Une autre espèce d'orgueilleux, les philosophes condamnent ces vains écrits. Il n'y a rien en apparence de plus grave, ni de plus vrai que le jugement qu'un Socrate, un Platon, d'autres philosophes à leur exemple portent des écrits des poètes. Ils n'ont, disent-ils, c'est le discours de Platon, aucun égard à la vérité : pourvu qu'ils disent des choses qui plaisent, ils sont contents : c'est pourquoi on trouvera dans leurs vers le pour et le contre : des sentences admirables pour la vertu et contre elle : les vices y seront blâmés et loués également ; et pourvu qu'ils le fassent en de beaux vers, leur ouvrage est accompli.

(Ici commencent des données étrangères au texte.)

//! Reference worker: a multi-threaded nonce search.
//!
//! Threads pull nonces from a shared counter and report the first hash that
//! meets the difficulty over a bounded channel; the first hit stops the rest.
use std::sync::atomic::{AtomicBool, AtomicU64, Ordering};
use std::sync::Arc;
use std::thread;

use derive_builder::Builder;
use flume::{Receiver, Sender};

use crate::error::Error;
use crate::hash::HashAlgorithm;
use crate::types::{Assignment, Block};
use crate::validator::meets_difficulty;

#[derive(Builder, Debug)]
#[builder(pattern = "owned")]
pub struct Solver {
    #[builder(default)]
    pub algorithm: HashAlgorithm,
    #[builder(default = "1")]
    pub threads: usize,
    #[builder(default)]
    pub start_nonce: u64,
    /// Total hashes tried across all threads before giving up.
    #[builder(default = "u64::MAX")]
    pub max_attempts: u64,
    #[builder(default = "Arc::new(AtomicU64::new(0))")]
    pub progress: Arc<AtomicU64>,
}

/// A nonce whose hash meets the requested difficulty.
#[derive(Debug, Clone, PartialEq, Eq)]
pub struct Solution {
    pub nonce: u64,
    pub hash: Vec<u8>,
    pub attempts: u64,
}

type SolveResult = Result<(u64, Vec<u8>), Error>;

#[derive(Debug)]
struct NonceSource {
    next: AtomicU64,
}

impl NonceSource {
    const fn new(start: u64) -> Self {
        Self {
            next: AtomicU64::new(start),
        }
    }

    #[inline]
    fn fetch(&self) -> u64 {
        self.next.fetch_add(1, Ordering::Relaxed)
    }
}

#[derive(Debug, Default)]
struct StopFlag {
    stop: AtomicBool,
}

impl StopFlag {
    #[inline]
    fn should_stop(&self) -> bool {
        self.stop.load(Ordering::Relaxed)
    }

    fn force_stop(&self) {
        self.stop.store(true, Ordering::SeqCst);
    }
}

impl Solver {
    fn validate(&self) -> Result<(), Error> {
        if self.threads == 0 {
            return Err(Error::InvalidConfig("threads must be >= 1".into()));
        }
        if self.max_attempts == 0 {
            return Err(Error::InvalidConfig("max_attempts must be >= 1".into()));
        }
        Ok(())
    }

    /// Search for a nonce whose hash over `data` has at least `difficulty` leading zero bits.
    pub fn solve(&self, data: &[u8], difficulty: u32) -> Result<Solution, Error> {
        self.validate()?;
        if difficulty > self.algorithm.output_bits() {
            return Err(Error::InvalidDifficulty {
                requested: difficulty,
                max: self.algorithm.output_bits(),
            });
        }
        self.progress.store(0, Ordering::SeqCst);

        let data: Arc<[u8]> = Arc::from(data);
        let nonces = Arc::new(NonceSource::new(self.start_nonce));
        let stop = Arc::new(StopFlag::default());
        let (tx, rx): (Sender<SolveResult>, Receiver<SolveResult>) =
            flume::bounded(self.threads * 2);
        let mut joins = Vec::with_capacity(self.threads);

        for _ in 0..self.threads {
            let worker = Worker {
                algorithm: self.algorithm.clone(),
                data: data.clone(),
                difficulty,
                max_attempts: self.max_attempts,
                nonces: nonces.clone(),
                stop: stop.clone(),
                progress: self.progress.clone(),
                tx: tx.clone(),
            };
            joins.push(thread::spawn(move || worker.run()));
        }
        drop(tx);

        let first = rx.recv();
        stop.force_stop();
        for handle in joins {
            let _ = handle.join();
        }

        let attempts = self.progress.load(Ordering::SeqCst).min(self.max_attempts);
        match first {
            Ok(Ok((nonce, hash))) => Ok(Solution {
                nonce,
                hash,
                attempts,
            }),
            Ok(Err(err)) => Err(err),
            Err(_) => Err(Error::SolverExhausted(attempts)),
        }
    }

    /// Solve an assignment and package the result for submission.
    pub fn solve_assignment(&self, assignment: &Assignment) -> Result<Block, Error> {
        let solution = self.solve(&assignment.data, assignment.difficulty)?;
        Ok(Block {
            id: assignment.id,
            data: assignment.data.clone(),
            hash: solution.hash,
            nonce: solution.nonce,
        })
    }
}

struct Worker {
    algorithm: HashAlgorithm,
    data: Arc<[u8]>,
    difficulty: u32,
    max_attempts: u64,
    nonces: Arc<NonceSource>,
    stop: Arc<StopFlag>,
    progress: Arc<AtomicU64>,
    tx: Sender<SolveResult>,
}

impl Worker {
    fn run(self) {
        while !self.stop.should_stop() {
            if self.progress.fetch_add(1, Ordering::Relaxed) >= self.max_attempts {
                break;
            }
            let nonce = self.nonces.fetch();
            match self.algorithm.calculate(&self.data, nonce) {
                Ok(hash) if meets_difficulty(&hash, self.difficulty) => {
                    let _ = self.tx.send(Ok((nonce, hash)));
                    self.stop.force_stop();
                    break;
                }
                Ok(_) => continue,
                Err(err) => {
                    let _ = self.tx.send(Err(err));
                    self.stop.force_stop();
                    break;
                }
            }
        }
    }
}
//! Minimal end-to-end demo of the pool.
//!
//! - A producer task feeds blocks through a flume channel.
//! - Several workers subscribe, solve on blocking threads, and submit.
//! - One worker misbehaves: it takes an assignment and then goes silent, so its
//!   unit only comes back through the lease sweeper.
//!
//! Run with `RUST_LOG=powpool=debug` to watch leases move.

use std::error::Error;
use std::time::Duration;

use powpool::logging;
use powpool::{
    ClientInfo, HashAlgorithm, NewWork, Pool, PoolConfigBuilder, SolverBuilder, StatusCode,
};
use tokio::time::timeout;

const BLOCKS: usize = 12;
const DIFFICULTY: u32 = 14;

#[tokio::main]
async fn main() -> Result<(), Box<dyn Error>> {
    logging::init_stdout();

    let config = PoolConfigBuilder::default()
        .algorithm(HashAlgorithm::Blake3)
        .lease_ttl(Duration::from_secs(2))
        .sweep_interval(Duration::from_millis(250))
        .retry_interval(Duration::from_millis(500))
        .build_validated()?;
    let pool = std::sync::Arc::new(Pool::start(config)?);

    let (feed_tx, feed_rx) = flume::bounded(4);
    let feed = pool.producer().spawn_feed(feed_rx);
    tokio::spawn(async move {
        for i in 0..BLOCKS {
            let work = NewWork {
                data: format!("block-{i}").into_bytes(),
                difficulty: DIFFICULTY,
            };
            if feed_tx.send_async(work).await.is_err() {
                break;
            }
        }
    });

    // Takes one assignment and never answers.
    let mut stalled = pool.subscribe(ClientInfo::new("stalled"))?;
    if let Some(assignment) = stalled.next().await {
        println!("stalled worker sits on unit {}", assignment.id);
    }

    let mut workers = Vec::new();
    for w in 0..3 {
        let pool = pool.clone();
        workers.push(tokio::spawn(async move {
            let mut sub = pool.subscribe(ClientInfo::new(format!("worker-{w}")))?;
            let mut solved = 0usize;
            while let Ok(Some(assignment)) = timeout(Duration::from_secs(4), sub.next()).await {
                let solver = SolverBuilder::default()
                    .algorithm(HashAlgorithm::Blake3)
                    .threads(2)
                    .build()?;
                let block =
                    tokio::task::spawn_blocking(move || solver.solve_assignment(&assignment))
                        .await??;
                if pool.submit(sub.client_id(), block).status() == Some(StatusCode::Accepted) {
                    solved += 1;
                }
            }
            Ok::<usize, Box<dyn Error + Send + Sync>>(solved)
        }));
    }

    for (w, worker) in workers.into_iter().enumerate() {
        match worker.await? {
            Ok(solved) => println!("worker-{w} solved {solved} blocks"),
            Err(err) => println!("worker-{w} failed: {err}"),
        }
    }

    let completions = pool.completions();
    while let Ok(done) = completions.try_recv() {
        println!(
            "{} {} nonce={} hash={} by {}",
            done.id,
            String::from_utf8_lossy(&done.data),
            done.nonce,
            hex::encode(&done.hash),
            done.solved_by
        );
    }

    println!("{:?}", pool.stats());
    drop(stalled);
    pool.shutdown().await;
    feed.abort();
    Ok(())
}
//! Hash primitives used to compute and check proofs.
//!
//! Every algorithm is a pure function of `(data, nonce)`. Digest algorithms
//! hash `data || nonce.to_le_bytes()`; the KDF algorithms use `data` as the
//! password and the nonce bytes as the salt.
use argon2::{Algorithm, Argon2, Version};
use ripemd::Ripemd320;
use serde::{Deserialize, Serialize};
use sha2::{Digest, Sha256, Sha512};

use crate::error::Error;

pub use argon2::Params as Argon2Params;
pub use scrypt::Params as ScryptParams;

const KDF_OUTPUT_LEN: usize = 32;

/// Hash algorithm a pool validates proofs with.
#[allow(non_camel_case_types)]
#[derive(Debug, Clone, Default)]
pub enum HashAlgorithm {
    #[default]
    Sha2_256,
    Sha2_512,
    Blake3,
    Ripemd320,
    Scrypt(ScryptParams),
    Argon2id(Argon2Params),
}

impl HashAlgorithm {
    pub fn calculate_sha2_256(data: &[u8], nonce: u64) -> Vec<u8> {
        let mut hasher = Sha256::new();
        hasher.update(data);
        hasher.update(nonce.to_le_bytes());
        hasher.finalize().to_vec()
    }

    pub fn calculate_sha2_512(data: &[u8], nonce: u64) -> Vec<u8> {
        let mut hasher = Sha512::new();
        hasher.update(data);
        hasher.update(nonce.to_le_bytes());
        hasher.finalize().to_vec()
    }

    pub fn calculate_blake3(data: &[u8], nonce: u64) -> Vec<u8> {
        let mut hasher = blake3::Hasher::new();
        hasher.update(data);
        hasher.update(&nonce.to_le_bytes());
        hasher.finalize().as_bytes().to_vec()
    }

    pub fn calculate_ripemd_320(data: &[u8], nonce: u64) -> Vec<u8> {
        let mut hasher = Ripemd320::new();
        hasher.update(data);
        hasher.update(nonce.to_le_bytes());
        hasher.finalize().to_vec()
    }

    pub fn calculate_scrypt(
        data: &[u8],
        nonce: u64,
        params: &ScryptParams,
    ) -> Result<Vec<u8>, Error> {
        let mut output = vec![0; KDF_OUTPUT_LEN];
        scrypt::scrypt(data, &nonce.to_le_bytes(), params, &mut output)
            .map_err(|e| Error::Hash(e.to_string()))?;
        Ok(output)
    }

    pub fn calculate_argon2id(
        data: &[u8],
        nonce: u64,
        params: &Argon2Params,
    ) -> Result<Vec<u8>, Error> {
        let mut output = vec![0; KDF_OUTPUT_LEN];
        let a2 = Argon2::new(Algorithm::Argon2id, Version::V0x13, params.clone());
        a2.hash_password_into(data, &nonce.to_le_bytes(), &mut output)
            .map_err(|e| Error::Hash(e.to_string()))?;
        Ok(output)
    }

    /// Hash `data` with `nonce` using the selected algorithm.
    pub fn calculate(&self, data: &[u8], nonce: u64) -> Result<Vec<u8>, Error> {
        match self {
            Self::Sha2_256 => Ok(Self::calculate_sha2_256(data, nonce)),
            Self::Sha2_512 => Ok(Self::calculate_sha2_512(data, nonce)),
            Self::Blake3 => Ok(Self::calculate_blake3(data, nonce)),
            Self::Ripemd320 => Ok(Self::calculate_ripemd_320(data, nonce)),
            Self::Scrypt(params) => Self::calculate_scrypt(data, nonce, params),
            Self::Argon2id(params) => Self::calculate_argon2id(data, nonce, params),
        }
    }

    /// Digest length in bytes.
    pub fn output_len(&self) -> usize {
        match self {
            Self::Sha2_256 | Self::Blake3 => 32,
            Self::Sha2_512 => 64,
            Self::Ripemd320 => 40,
            Self::Scrypt(_) | Self::Argon2id(_) => KDF_OUTPUT_LEN,
        }
    }

    /// Upper bound on any difficulty this algorithm can satisfy.
    pub fn output_bits(&self) -> u32 {
        (self.output_len() * 8) as u32
    }

    pub fn name(&self) -> &'static str {
        match self {
            Self::Sha2_256 => "sha2_256",
            Self::Sha2_512 => "sha2_512",
            Self::Blake3 => "blake3",
            Self::Ripemd320 => "ripemd320",
            Self::Scrypt(_) => "scrypt",
            Self::Argon2id(_) => "argon2id",
        }
    }
}

// KDF params are expanded by hand; neither params type implements serde.
#[allow(non_camel_case_types)]
#[derive(Serialize, Deserialize)]
#[serde(tag = "name", rename_all = "snake_case")]
enum AlgorithmRepr {
    #[serde(rename = "sha2_256")]
    Sha2_256,
    #[serde(rename = "sha2_512")]
    Sha2_512,
    Blake3,
    Ripemd320,
    Scrypt { log_n: u8, r: u32, p: u32 },
    Argon2id { m_kib: u32, t_cost: u32, p_cost: u32 },
}

impl Serialize for HashAlgorithm {
    fn serialize<S>(&self, serializer: S) -> Result<S::Ok, S::Error>
    where
        S: serde::Serializer,
    {
        let repr = match self {
            Self::Sha2_256 => AlgorithmRepr::Sha2_256,
            Self::Sha2_512 => AlgorithmRepr::Sha2_512,
            Self::Blake3 => AlgorithmRepr::Blake3,
            Self::Ripemd320 => AlgorithmRepr::Ripemd320,
            Self::Scrypt(params) => AlgorithmRepr::Scrypt {
                log_n: params.log_n(),
                r: params.r(),
                p: params.p(),
            },
            Self::Argon2id(params) => AlgorithmRepr::Argon2id {
                m_kib: params.m_cost(),
                t_cost: params.t_cost(),
                p_cost: params.p_cost(),
            },
        };
        repr.serialize(serializer)
    }
}

impl<'de> Deserialize<'de> for HashAlgorithm {
    fn deserialize<D>(deserializer: D) -> Result<Self, D::Error>
    where
        D: serde::Deserializer<'de>,
    {
        let algorithm = match AlgorithmRepr::deserialize(deserializer)? {
            AlgorithmRepr::Sha2_256 => Self::Sha2_256,
            AlgorithmRepr::Sha2_512 => Self::Sha2_512,
            AlgorithmRepr::Blake3 => Self::Blake3,
            AlgorithmRepr::Ripemd320 => Self::Ripemd320,
            AlgorithmRepr::Scrypt { log_n, r, p } => {
                let params = ScryptParams::new(log_n, r, p, KDF_OUTPUT_LEN)
                    .map_err(|e| serde::de::Error::custom(e.to_string()))?;
                Self::Scrypt(params)
            }
            AlgorithmRepr::Argon2id {
                m_kib,
                t_cost,
                p_cost,
            } => {
                let params = Argon2Params::new(m_kib, t_cost, p_cost, None)
                    .map_err(|e| serde::de::Error::custom(e.to_string()))?;
                Self::Argon2id(params)
            }
        };
        Ok(algorithm)
    }
}

#[cfg(test)]
mod tests {
    use super::*;

    #[test]
    fn test_sha2_256_known_vector() {
        let data = b"hello world";
        let nonce = 12345;
        let expected_hash = [
            113, 212, 92, 254, 42, 99, 0, 112, 60, 9, 31, 138, 105, 191, 234, 231, 122, 30, 73, 12,
            3, 10, 182, 230, 134, 80, 94, 32, 162, 164, 204, 9,
        ];
        let hash = HashAlgorithm::calculate_sha2_256(data, nonce);

        assert_eq!(hash, expected_hash);
    }

    #[test]
    fn test_argon2id_known_vector() {
        let data = b"hello world";
        let nonce = 12345;
        let params = Argon2Params::new(16, 2, 2, None).unwrap();
        let expected_hash = [
            243, 150, 29, 238, 126, 244, 47, 122, 69, 22, 69, 20, 102, 5, 218, 124, 251, 140, 204,
            53, 133, 2, 147, 207, 66, 17, 241, 177, 20, 249, 251, 155,
        ];

        let hash = HashAlgorithm::calculate_argon2id(data, nonce, &params).unwrap();

        assert_eq!(hash, expected_hash);
    }

    #[test]
    fn test_blake3_frames_nonce_after_data() {
        let mut framed = b"abc".to_vec();
        framed.extend_from_slice(&9u64.to_le_bytes());
        let direct = blake3::hash(&framed);

        let hash = HashAlgorithm::Blake3.calculate(b"abc", 9).unwrap();
        assert_eq!(hash, direct.as_bytes().to_vec());
    }

    #[test]
    fn test_output_len_matches_digest() {
        let params = ScryptParams::new(4, 2, 1, 32).unwrap();
        for algorithm in [
            HashAlgorithm::Sha2_256,
            HashAlgorithm::Sha2_512,
            HashAlgorithm::Blake3,
            HashAlgorithm::Ripemd320,
            HashAlgorithm::Scrypt(params),
        ] {
            let hash = algorithm.calculate(b"data", 1).unwrap();
            assert_eq!(hash.len(), algorithm.output_len(), "{}", algorithm.name());
        }
    }

    #[test]
    fn test_serde_expands_kdf_params() {
        let params = Argon2Params::new(16, 2, 2, None).unwrap();
        let json = serde_json::to_value(HashAlgorithm::Argon2id(params)).unwrap();
        assert_eq!(json["name"], "argon2id");
        assert_eq!(json["m_kib"], 16);

        let back: HashAlgorithm = serde_json::from_value(json).unwrap();
        match back {
            HashAlgorithm::Argon2id(p) => assert_eq!(p.t_cost(), 2),
            other => panic!("unexpected algorithm {other:?}"),
        }

        let sha: HashAlgorithm = serde_json::from_str(r#"{"name":"sha2_256"}"#).unwrap();
        assert!(matches!(sha, HashAlgorithm::Sha2_256));
    }
}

On trouvera dans ce philosophe un recueil de vers d'Homère pour et contre la vérité et la vertu : le poète ne parait pas se soucier de ce qu'on suivra ; et pourvu qu'il arrache à son lecteur le témoignage que son oreille a été agréablement flattée, il croit avoir satisfait aux règles de son art : comme un peintre, qui sans se mettre en peine d'avoir peint des objets qui portent au vice ou qui représentent la vertu, croit avoir accompli ce qu'on attend de son pinceau, lorsqu'il a parfaitement

 

1 Amos., VI, 14.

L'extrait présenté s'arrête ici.